Some people think that any extra money they deposit to pay off the car sooner has gone towards settling the total debt. They are then surprised when they discover they still owe the full balloon payment amount. It is important to note that, unless you inform the bank, the additional car repayments will not be allocated to your balloon payment and will only be used to reduce the debt with the monthly instalment.
The best way to lower your balloon payment is to inform the bank that the additional funds you are paying must be used to reduce the balloon amount. Alternatively, you could open a savings or investment account to start saving towards the settlement of the balloon payment at the end of the contract.

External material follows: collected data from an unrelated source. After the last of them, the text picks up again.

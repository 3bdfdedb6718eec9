//! JSON-backed `.bot` configuration document.
//!
//! The file layout mirrors the bot configuration format used by the Bot
//! Framework tooling: a top-level object with `name`, `description`,
//! `services`, `padlock` and `version`. Services are kept as raw JSON so that
//! entries of kinds this tool does not model (LUIS, QnA, storage, ...) survive
//! a load/save cycle untouched, as do unknown top-level keys.
//!
//! Encryption of service secrets is not performed here. A secret supplied to
//! [`BotConfiguration::save`] is accepted and a warning is logged.

use std::path::{Path, PathBuf};

use msbot_types::ConnectedService;
use serde::{Deserialize, Serialize};
use serde_json::{Map, Value};
use tracing::{debug, info, warn};

use crate::document::{BotDocument, BotFileError, assign_service_id};
use crate::path_processing::expand_tilde;

/// File extension identifying bot configuration files.
pub const BOT_FILE_EXTENSION: &str = "bot";

/// Version written to documents that do not declare one.
pub const DEFAULT_BOT_FILE_VERSION: &str = "2.0";

fn default_version() -> String {
    DEFAULT_BOT_FILE_VERSION.to_string()
}

/// A bot configuration document loaded from disk.
#[derive(Debug, Clone, Serialize, Deserialize)]
pub struct BotConfiguration {
    #[serde(default)]
    pub name: String,
    #[serde(default)]
    pub description: String,
    #[serde(default)]
    services: Vec<Value>,
    /// Non-empty when the document's secrets are protected by a bot file secret.
    #[serde(default)]
    pub padlock: String,
    #[serde(default = "default_version")]
    pub version: String,
    #[serde(flatten)]
    extra: Map<String, Value>,
    #[serde(skip)]
    path: PathBuf,
}

impl BotConfiguration {
    /// Load the document stored at `path`.
    ///
    /// Fails with [`BotFileError::SecretRequired`] when the document is
    /// padlocked and no secret is supplied.
    pub async fn load(path: impl AsRef<Path>, secret: Option<&str>) -> Result<Self, BotFileError> {
        let path = expand_tilde(path.as_ref());
        let content = tokio::fs::read_to_string(&path).await.map_err(|source| BotFileError::Read {
            path: path.clone(),
            source,
        })?;
        let mut configuration: BotConfiguration =
            serde_json::from_str(&content).map_err(|source| BotFileError::Parse {
                path: path.clone(),
                source,
            })?;

        if !configuration.padlock.is_empty() && secret.is_none_or(str::is_empty) {
            return Err(BotFileError::SecretRequired(path));
        }

        debug!(
            path = %path.display(),
            services = configuration.services.len(),
            "Loaded bot configuration"
        );
        configuration.path = path;
        Ok(configuration)
    }

    /// Load the first `.bot` file (by file name) found in `folder`.
    pub async fn load_from_folder(folder: impl AsRef<Path>, secret: Option<&str>) -> Result<Self, BotFileError> {
        let folder = folder.as_ref();
        let path = find_bot_file(folder)
            .await?
            .ok_or_else(|| BotFileError::NoBotFile(folder.to_path_buf()))?;
        Self::load(path, secret).await
    }

    /// Path the document was loaded from and will be saved to.
    pub fn path(&self) -> &Path {
        &self.path
    }

    /// Raw service entries, in file order.
    pub fn services(&self) -> &[Value] {
        &self.services
    }

    fn service_keys(&self) -> Vec<(&str, String)> {
        self.services
            .iter()
            .map(|service| {
                let kind = service.get("type").and_then(Value::as_str).unwrap_or_default();
                (kind, service_id(service))
            })
            .collect()
    }
}

#[async_trait::async_trait]
impl BotDocument for BotConfiguration {
    fn connect_service(&mut self, service: &mut ConnectedService) -> Result<String, BotFileError> {
        let keys = self.service_keys();
        assign_service_id(service, keys.iter().map(|(kind, id)| (*kind, id.as_str())))?;
        self.services.push(serde_json::to_value(&*service)?);
        debug!(
            service_type = %service.service_type(),
            id = service.id(),
            name = service.name(),
            "Connected service"
        );
        Ok(service.id().to_string())
    }

    async fn save(&mut self, secret: Option<&str>) -> Result<(), BotFileError> {
        if secret.is_some_and(|secret| !secret.is_empty()) {
            warn!(
                path = %self.path.display(),
                "Secret supplied but service secrets are stored unencrypted by the JSON bot file store"
            );
        }

        if let Some(parent) = self.path.parent()
            && !parent.as_os_str().is_empty()
        {
            tokio::fs::create_dir_all(parent).await.map_err(|source| BotFileError::Write {
                path: self.path.clone(),
                source,
            })?;
        }
        let content = serde_json::to_string_pretty(self)?;
        tokio::fs::write(&self.path, content)
            .await
            .map_err(|source| BotFileError::Write {
                path: self.path.clone(),
                source,
            })?;
        info!(path = %self.path.display(), "Saved bot configuration");
        Ok(())
    }
}

/// Id of a raw service entry. Hand-edited files may store ids as numbers.
fn service_id(service: &Value) -> String {
    match service.get("id") {
        Some(Value::String(id)) => id.clone(),
        Some(Value::Number(id)) => id.to_string(),
        _ => String::new(),
    }
}

async fn find_bot_file(folder: &Path) -> Result<Option<PathBuf>, BotFileError> {
    let read_error = |source: std::io::Error| BotFileError::Read {
        path: folder.to_path_buf(),
        source,
    };
    let mut entries = tokio::fs::read_dir(folder).await.map_err(read_error)?;
    let mut candidates = Vec::new();
    while let Some(entry) = entries.next_entry().await.map_err(read_error)? {
        let path = entry.path();
        let is_bot_file = path.extension().is_some_and(|extension| extension == BOT_FILE_EXTENSION);
        if is_bot_file && entry.file_type().await.map_err(read_error)?.is_file() {
            candidates.push(path);
        }
    }
    candidates.sort();
    Ok(candidates.into_iter().next())
}
//! Format checks applied to connection arguments.

use once_cell::sync::Lazy;
use regex::Regex;
use url::Url;

static UUID_PATTERN: Lazy<Regex> = Lazy::new(|| {
    Regex::new(r"^[0-9a-fA-F]{8}-[0-9a-fA-F]{4}-[0-9a-fA-F]{4}-[0-9a-fA-F]{4}-[0-9a-fA-F]{12}$")
        .expect("uuid pattern compiles")
});

/// Returns `true` when `candidate` is a hyphenated UUID (8-4-4-4-12 hex digits).
pub fn is_uuid(candidate: &str) -> bool {
    UUID_PATTERN.is_match(candidate)
}

/// Returns `true` when `candidate` is an absolute `http` or `https` URL with a host.
pub fn is_http_url(candidate: &str) -> bool {
    match Url::parse(candidate) {
        Ok(url) => matches!(url.scheme(), "http" | "https") && url.host_str().is_some_and(|host| !host.is_empty()),
        Err(_) => false,
    }
}

#[cfg(test)]
mod tests {
    use super::*;

    #[test]
    fn accepts_hyphenated_uuid_in_any_case() {
        assert!(is_uuid("7d1c9a3e-5b2f-4c8d-a6e0-3f9b1d7c5e2a"));
        assert!(is_uuid("7D1C9A3E-5B2F-4C8D-A6E0-3F9B1D7C5E2A"));
    }

    #[test]
    fn rejects_malformed_uuid() {
        assert!(!is_uuid("not-a-uuid"));
        assert!(!is_uuid(""));
        assert!(!is_uuid("7d1c9a3e5b2f4c8da6e03f9b1d7c5e2a"));
        assert!(!is_uuid("{7d1c9a3e-5b2f-4c8d-a6e0-3f9b1d7c5e2a}"));
        assert!(!is_uuid("7d1c9a3e-5b2f-4c8d-a6e0-3f9b1d7c5e2g"));
    }

    #[test]
    fn http_and_https_urls_pass() {
        assert!(is_http_url("http://localhost:3978/api/messages"));
        assert!(is_http_url("https://mybot.azurewebsites.net/api/messages"));
    }

    #[test]
    fn other_schemes_and_relative_urls_fail() {
        assert!(!is_http_url("ftp://example.com/file"));
        assert!(!is_http_url("/api/messages"));
        assert!(!is_http_url("example.com/api/messages"));
        assert!(!is_http_url("mailto:bot@example.com"));
        assert!(!is_http_url(""));
    }
}
//! Reading the JSON argument overlay from stdin or a file.

use std::path::PathBuf;

use msbot_types::ConnectBotOverlay;
use tokio::io::{AsyncRead, AsyncReadExt};
use tracing::debug;

use crate::error::ConnectError;

/// Origin of the JSON argument overlay.
#[derive(Clone, Debug, PartialEq, Eq)]
pub enum OverlaySource {
    Stdin,
    File(PathBuf),
}

impl OverlaySource {
    fn describe(&self) -> String {
        match self {
            Self::Stdin => "stdin".to_string(),
            Self::File(path) => path.display().to_string(),
        }
    }
}

/// Read and parse the overlay from `origin`. `stdin` is only read when the
/// origin is [`OverlaySource::Stdin`].
pub async fn read_overlay<R>(origin: &OverlaySource, stdin: R) -> Result<ConnectBotOverlay, ConnectError>
where
    R: AsyncRead + Unpin,
{
    let text = match origin {
        OverlaySource::Stdin => read_text(stdin, origin).await?,
        OverlaySource::File(path) => tokio::fs::read_to_string(path)
            .await
            .map_err(|error| ConnectError::InputRead {
                source_name: origin.describe(),
                source: error,
            })?,
    };
    debug!(origin = %origin.describe(), bytes = text.len(), "Read JSON arguments");
    Ok(ConnectBotOverlay::from_json_str(&text)?)
}

async fn read_text<R: AsyncRead + Unpin>(mut reader: R, origin: &OverlaySource) -> Result<String, ConnectError> {
    let mut text = String::new();
    reader
        .read_to_string(&mut text)
        .await
        .map_err(|error| ConnectError::InputRead {
            source_name: origin.describe(),
            source: error,
        })?;
    Ok(text)
}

MOST BANKS WILL NOTIFY YOU 90 DAYS BEFORE THE BALLOON AMOUNT IS PAYABLE TO GIVE YOU TIME TO CONSIDER YOUR OPTIONS. YOU GENERALLY HAVE THREE CHOICES:
Pay the full balloon amount: This assumes that you have R150 000 available to settle the balloon payment.
Refinance the balloon amount: This is a new agreement and means you must pay for an extra 12, 24, 36 or 48 months depending on the option you choose. The interest rate of this new agreement may also differ from your original agreement.
Sell or trade the vehicle in at a vehicle dealership and settle the outstanding amount:
If you decide to sell your car through a dealership, the dealer will first settle the outstanding amount which includes the balloon payment before paying the balance to you. If the amount is too little to cover the outstanding amount, you will have to settle it or refinance the amount. Even if you sell your vehicle privately you must settle the balloon payment. This option could however leave you stranded without a vehicle.
You could trade your vehicle in at a dealership and replace it with another vehicle. The trade-in value will then be used to cover the outstanding amount which includes the balloon payment. The dealership will pay the outstanding amount directly to the bank as part of the process. If the trade-in value does not cover your outstanding amount, you must either settle the outstanding amount or refinance it.